DATA FOR REVIEW —
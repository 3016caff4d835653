//! Interactive OIDC login.
//!
//! The flow mirrors the Vault CLI: ask Vault for an authorization URL bound
//! to a local redirect URI, hand that URL to the user's browser, wait for the
//! identity provider to redirect back with `code` and `state`, then exchange
//! them at Vault's callback endpoint for a token.

use std::sync::{Arc, Mutex, PoisonError};
use std::time::Duration;

use async_trait::async_trait;
use axum::extract::{Query, State};
use axum::http::StatusCode;
use axum::routing::get;
use axum::Router;
use rand::distributions::{Alphanumeric, DistString};
use serde::{Deserialize, Serialize};
use tokio::net::TcpListener;
use tokio::sync::oneshot;

use super::{AuthResult, Authenticator};
use crate::client::VaultClient;
use crate::duration::deserialize_duration;
use crate::error::{Result, VaultError};

const CALLBACK_PATH: &str = "/oidc/callback";
const NONCE_LEN: usize = 20;

fn default_timeout() -> Duration {
    Duration::from_secs(120)
}

/// Settings for the local callback listener and the Vault OIDC mount.
#[derive(Debug, Clone, Deserialize)]
#[serde(default)]
pub struct OidcSettings {
    /// Auth mount the OIDC method is enabled at.
    pub mount: String,
    /// Vault role to log in as. Empty uses the mount's default role.
    pub role: String,
    /// Address the callback listener binds to.
    pub listen_address: String,
    /// Port the callback listener binds to. `0` picks a free port.
    pub port: u16,
    /// Host written into the redirect URI.
    pub callback_host: String,
    /// Scheme written into the redirect URI.
    pub callback_method: String,
    /// Port written into the redirect URI, when it differs from the bound port
    /// (e.g. behind a port forward).
    pub callback_port: Option<u16>,
    /// How long to wait for the browser to come back.
    #[serde(deserialize_with = "deserialize_duration")]
    pub timeout: Duration,
}

impl Default for OidcSettings {
    fn default() -> Self {
        Self {
            mount: "oidc".to_string(),
            role: String::new(),
            listen_address: "localhost".to_string(),
            port: 8250,
            callback_host: "localhost".to_string(),
            callback_method: "http".to_string(),
            callback_port: None,
            timeout: default_timeout(),
        }
    }
}

/// Presents the authorization URL to the user.
#[async_trait]
pub trait BrowserOpener: Send + Sync {
    async fn open(&self, auth_url: &str) -> Result<()>;
}

/// Logs the authorization URL so the user can open it manually.
pub struct LogBrowserOpener;

#[async_trait]
impl BrowserOpener for LogBrowserOpener {
    async fn open(&self, auth_url: &str) -> Result<()> {
        tracing::info!(url = auth_url, "complete the OIDC login in a browser");
        Ok(())
    }
}

#[derive(Serialize)]
struct AuthUrlRequest<'a> {
    role: &'a str,
    redirect_uri: &'a str,
    client_nonce: &'a str,
}

#[derive(Deserialize)]
struct AuthUrlResponse {
    #[serde(default)]
    data: Option<AuthUrlData>,
}

#[derive(Deserialize)]
struct AuthUrlData {
    #[serde(default)]
    auth_url: String,
}

/// What the identity provider sent back to the redirect URI.
#[derive(Debug, PartialEq, Eq)]
struct Callback {
    code: String,
    state: String,
}

/// Browser-based OIDC login.
pub struct OidcLogin {
    settings: OidcSettings,
    opener: Arc<dyn BrowserOpener>,
}

impl OidcLogin {
    pub(crate) const METHOD: &'static str = "oidc";

    pub fn new(settings: OidcSettings) -> Self {
        Self {
            settings,
            opener: Arc::new(LogBrowserOpener),
        }
    }

    pub fn with_opener(mut self, opener: Arc<dyn BrowserOpener>) -> Self {
        self.opener = opener;
        self
    }

    fn mount(&self) -> &str {
        self.settings.mount.trim_matches('/')
    }

    fn redirect_uri(&self, bound_port: u16) -> String {
        let port = self.settings.callback_port.unwrap_or(bound_port);
        format!(
            "{}://{}:{}{}",
            self.settings.callback_method, self.settings.callback_host, port, CALLBACK_PATH
        )
    }

    async fn fetch_auth_url(
        &self,
        client: &VaultClient,
        redirect_uri: &str,
        client_nonce: &str,
    ) -> Result<String> {
        let request = AuthUrlRequest {
            role: &self.settings.role,
            redirect_uri,
            client_nonce,
        };
        let response: AuthUrlResponse = client
            .write(&format!("auth/{}/oidc/auth_url", self.mount()), &request)
            .await?;

        match response.data {
            Some(data) if !data.auth_url.is_empty() => Ok(data.auth_url),
            _ => Err(VaultError::OidcCallback(format!(
                "unable to authorize role {:?} with redirect_uri {:?}; check the Vault logs",
                self.settings.role, redirect_uri
            ))),
        }
    }
}

#[async_trait]
impl Authenticator for OidcLogin {
    async fn authenticate(&self, client: &VaultClient) -> Result<AuthResult> {
        let bind = (self.settings.listen_address.as_str(), self.settings.port);
        let listener = TcpListener::bind(bind).await.map_err(|e| {
            VaultError::OidcCallback(format!(
                "failed to listen on {}:{}: {e}",
                self.settings.listen_address, self.settings.port
            ))
        })?;
        let bound_port = listener
            .local_addr()
            .map_err(|e| VaultError::OidcCallback(format!("callback listener has no address: {e}")))?
            .port();

        let redirect_uri = self.redirect_uri(bound_port);
        let client_nonce = Alphanumeric.sample_string(&mut rand::thread_rng(), NONCE_LEN);

        tracing::debug!(
            address = client.address(),
            mount = self.mount(),
            redirect_uri = %redirect_uri,
            "authenticating using OIDC"
        );
        let auth_url = self
            .fetch_auth_url(client, &redirect_uri, &client_nonce)
            .await?;
        self.opener.open(&auth_url).await?;

        let callback = wait_for_callback(listener, self.settings.timeout).await?;

        client
            .login_get(
                &format!("auth/{}/oidc/callback", self.mount()),
                &[
                    ("state", callback.state.as_str()),
                    ("code", callback.code.as_str()),
                    ("client_nonce", client_nonce.as_str()),
                ],
            )
            .await
    }

    fn method(&self) -> &'static str {
        Self::METHOD
    }
}

type Outcome = std::result::Result<Callback, String>;

/// Query parameters the identity provider appends to the redirect URI.
#[derive(Debug, Default, Deserialize)]
struct CallbackQuery {
    code: Option<String>,
    state: Option<String>,
    error: Option<String>,
    error_description: Option<String>,
}

impl CallbackQuery {
    fn into_outcome(self) -> Outcome {
        if let Some(error) = self.error_description.or(self.error) {
            return Err(error);
        }
        match (self.code, self.state) {
            (Some(code), Some(state)) => Ok(Callback { code, state }),
            _ => Err("callback is missing code or state".to_string()),
        }
    }
}

/// Hands the first callback back to the waiting login.
#[derive(Clone)]
struct CallbackState {
    sender: Arc<Mutex<Option<oneshot::Sender<Outcome>>>>,
}

async fn handle_callback(
    State(state): State<CallbackState>,
    Query(query): Query<CallbackQuery>,
) -> (StatusCode, String) {
    let outcome = query.into_outcome();
    let response = match &outcome {
        Ok(_) => (
            StatusCode::OK,
            "Vault login complete, you can close this window.".to_string(),
        ),
        Err(reason) => (
            StatusCode::BAD_REQUEST,
            format!("Vault login failed: {reason}"),
        ),
    };

    let sender = state
        .sender
        .lock()
        .unwrap_or_else(PoisonError::into_inner)
        .take();
    match sender {
        Some(sender) => {
            let _ = sender.send(outcome);
        }
        None => tracing::debug!("ignoring repeated OIDC callback"),
    }
    response
}

/// Serve the callback route on `listener` until the first callback arrives
/// or `timeout` passes.
async fn wait_for_callback(listener: TcpListener, timeout: Duration) -> Result<Callback> {
    let (sender, receiver) = oneshot::channel();
    let (stop, stopped) = oneshot::channel::<()>();

    let router = Router::new()
        .route(CALLBACK_PATH, get(handle_callback))
        .with_state(CallbackState {
            sender: Arc::new(Mutex::new(Some(sender))),
        });
    tokio::spawn(async move {
        let served = axum::serve(listener, router)
            .with_graceful_shutdown(async {
                let _ = stopped.await;
            })
            .await;
        if let Err(err) = served {
            tracing::warn!(error = %err, "OIDC callback listener failed");
        }
    });

    let outcome = tokio::time::timeout(timeout, receiver).await;
    let _ = stop.send(());

    match outcome {
        Err(_) => Err(VaultError::OidcCallback(format!(
            "no browser callback within {}",
            crate::duration::format_duration(timeout)
        ))),
        Ok(Err(_)) => Err(VaultError::OidcCallback(
            "callback listener stopped before the browser returned".to_string(),
        )),
        Ok(Ok(outcome)) => outcome.map_err(VaultError::OidcCallback),
    }
}

#[cfg(test)]
mod tests {
    use super::*;
    use tokio::net::TcpStream;

    fn query(pairs: &[(&str, &str)]) -> CallbackQuery {
        let mut query = CallbackQuery::default();
        for (key, value) in pairs {
            let value = Some(value.to_string());
            match *key {
                "code" => query.code = value,
                "state" => query.state = value,
                "error" => query.error = value,
                "error_description" => query.error_description = value,
                _ => {}
            }
        }
        query
    }

    #[test]
    fn test_callback_outcome() {
        assert_eq!(
            query(&[("code", "abc"), ("state", "st_1")]).into_outcome(),
            Ok(Callback {
                code: "abc".to_string(),
                state: "st_1".to_string(),
            })
        );
        assert_eq!(
            query(&[("state", "st_1")]).into_outcome(),
            Err("callback is missing code or state".to_string())
        );
        assert_eq!(
            query(&[("error", "access_denied")]).into_outcome(),
            Err("access_denied".to_string())
        );
        assert_eq!(
            query(&[
                ("error", "access_denied"),
                ("error_description", "user cancelled"),
            ])
            .into_outcome(),
            Err("user cancelled".to_string())
        );
    }

    async fn local_listener() -> (TcpListener, std::net::SocketAddr) {
        let listener = TcpListener::bind(("127.0.0.1", 0)).await.unwrap();
        let addr = listener.local_addr().unwrap();
        (listener, addr)
    }

    #[tokio::test]
    async fn test_idle_connection_does_not_block_callback() {
        let (listener, addr) = local_listener().await;

        // A browser preconnect that never sends a request.
        let _idle = TcpStream::connect(addr).await.unwrap();

        let browser = tokio::spawn(async move {
            tokio::time::sleep(Duration::from_millis(100)).await;
            let response =
                reqwest::get(format!("http://{addr}/oidc/callback?code=abc&state=st_1"))
                    .await
                    .unwrap();
            response.status()
        });

        let callback = wait_for_callback(listener, Duration::from_secs(5))
            .await
            .unwrap();
        assert_eq!(
            callback,
            Callback {
                code: "abc".to_string(),
                state: "st_1".to_string(),
            }
        );
        assert_eq!(browser.await.unwrap(), reqwest::StatusCode::OK);
    }

    #[tokio::test]
    async fn test_other_paths_are_not_found_and_errors_are_returned() {
        let (listener, addr) = local_listener().await;

        let browser = tokio::spawn(async move {
            tokio::time::sleep(Duration::from_millis(100)).await;
            let http = reqwest::Client::new();
            let favicon = http
                .get(format!("http://{addr}/favicon.ico"))
                .send()
                .await
                .unwrap()
                .status();
            let callback = http
                .get(format!(
                    "http://{addr}/oidc/callback?error=access_denied&error_description=user%20cancelled"
                ))
                .send()
                .await
                .unwrap()
                .status();
            (favicon, callback)
        });

        let err = wait_for_callback(listener, Duration::from_secs(5))
            .await
            .unwrap_err();
        match err {
            VaultError::OidcCallback(reason) => assert_eq!(reason, "user cancelled"),
            other => panic!("unexpected error {other:?}"),
        }

        let (favicon, callback) = browser.await.unwrap();
        assert_eq!(favicon, reqwest::StatusCode::NOT_FOUND);
        assert_eq!(callback, reqwest::StatusCode::BAD_REQUEST);
    }

    #[tokio::test]
    async fn test_no_callback_times_out() {
        let (listener, _addr) = local_listener().await;
        let err = wait_for_callback(listener, Duration::from_millis(200))
            .await
            .unwrap_err();
        assert!(err.to_string().contains("no browser callback within"));
    }

    #[test]
    fn test_redirect_uri() {
        let login = OidcLogin::new(OidcSettings::default());
        assert_eq!(login.redirect_uri(8250), "http://localhost:8250/oidc/callback");

        let login = OidcLogin::new(OidcSettings {
            callback_method: "https".to_string(),
            callback_host: "dev.local".to_string(),
            callback_port: Some(443),
            ..OidcSettings::default()
        });
        assert_eq!(login.redirect_uri(50123), "https://dev.local:443/oidc/callback");
    }

    #[test]
    fn test_settings_defaults_from_empty_table() {
        let settings: OidcSettings = toml::from_str("role = \"dev\"").unwrap();
        assert_eq!(settings.mount, "oidc");
        assert_eq!(settings.role, "dev");
        assert_eq!(settings.port, 8250);
        assert_eq!(settings.timeout, Duration::from_secs(120));
    }
}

WORK ORDER —
Output each line of the listing in which the string "https" is found.

ANSWER —
            callback_method: "https".to_string(),
        assert_eq!(login.redirect_uri(50123), "https://dev.local:443/oidc/callback");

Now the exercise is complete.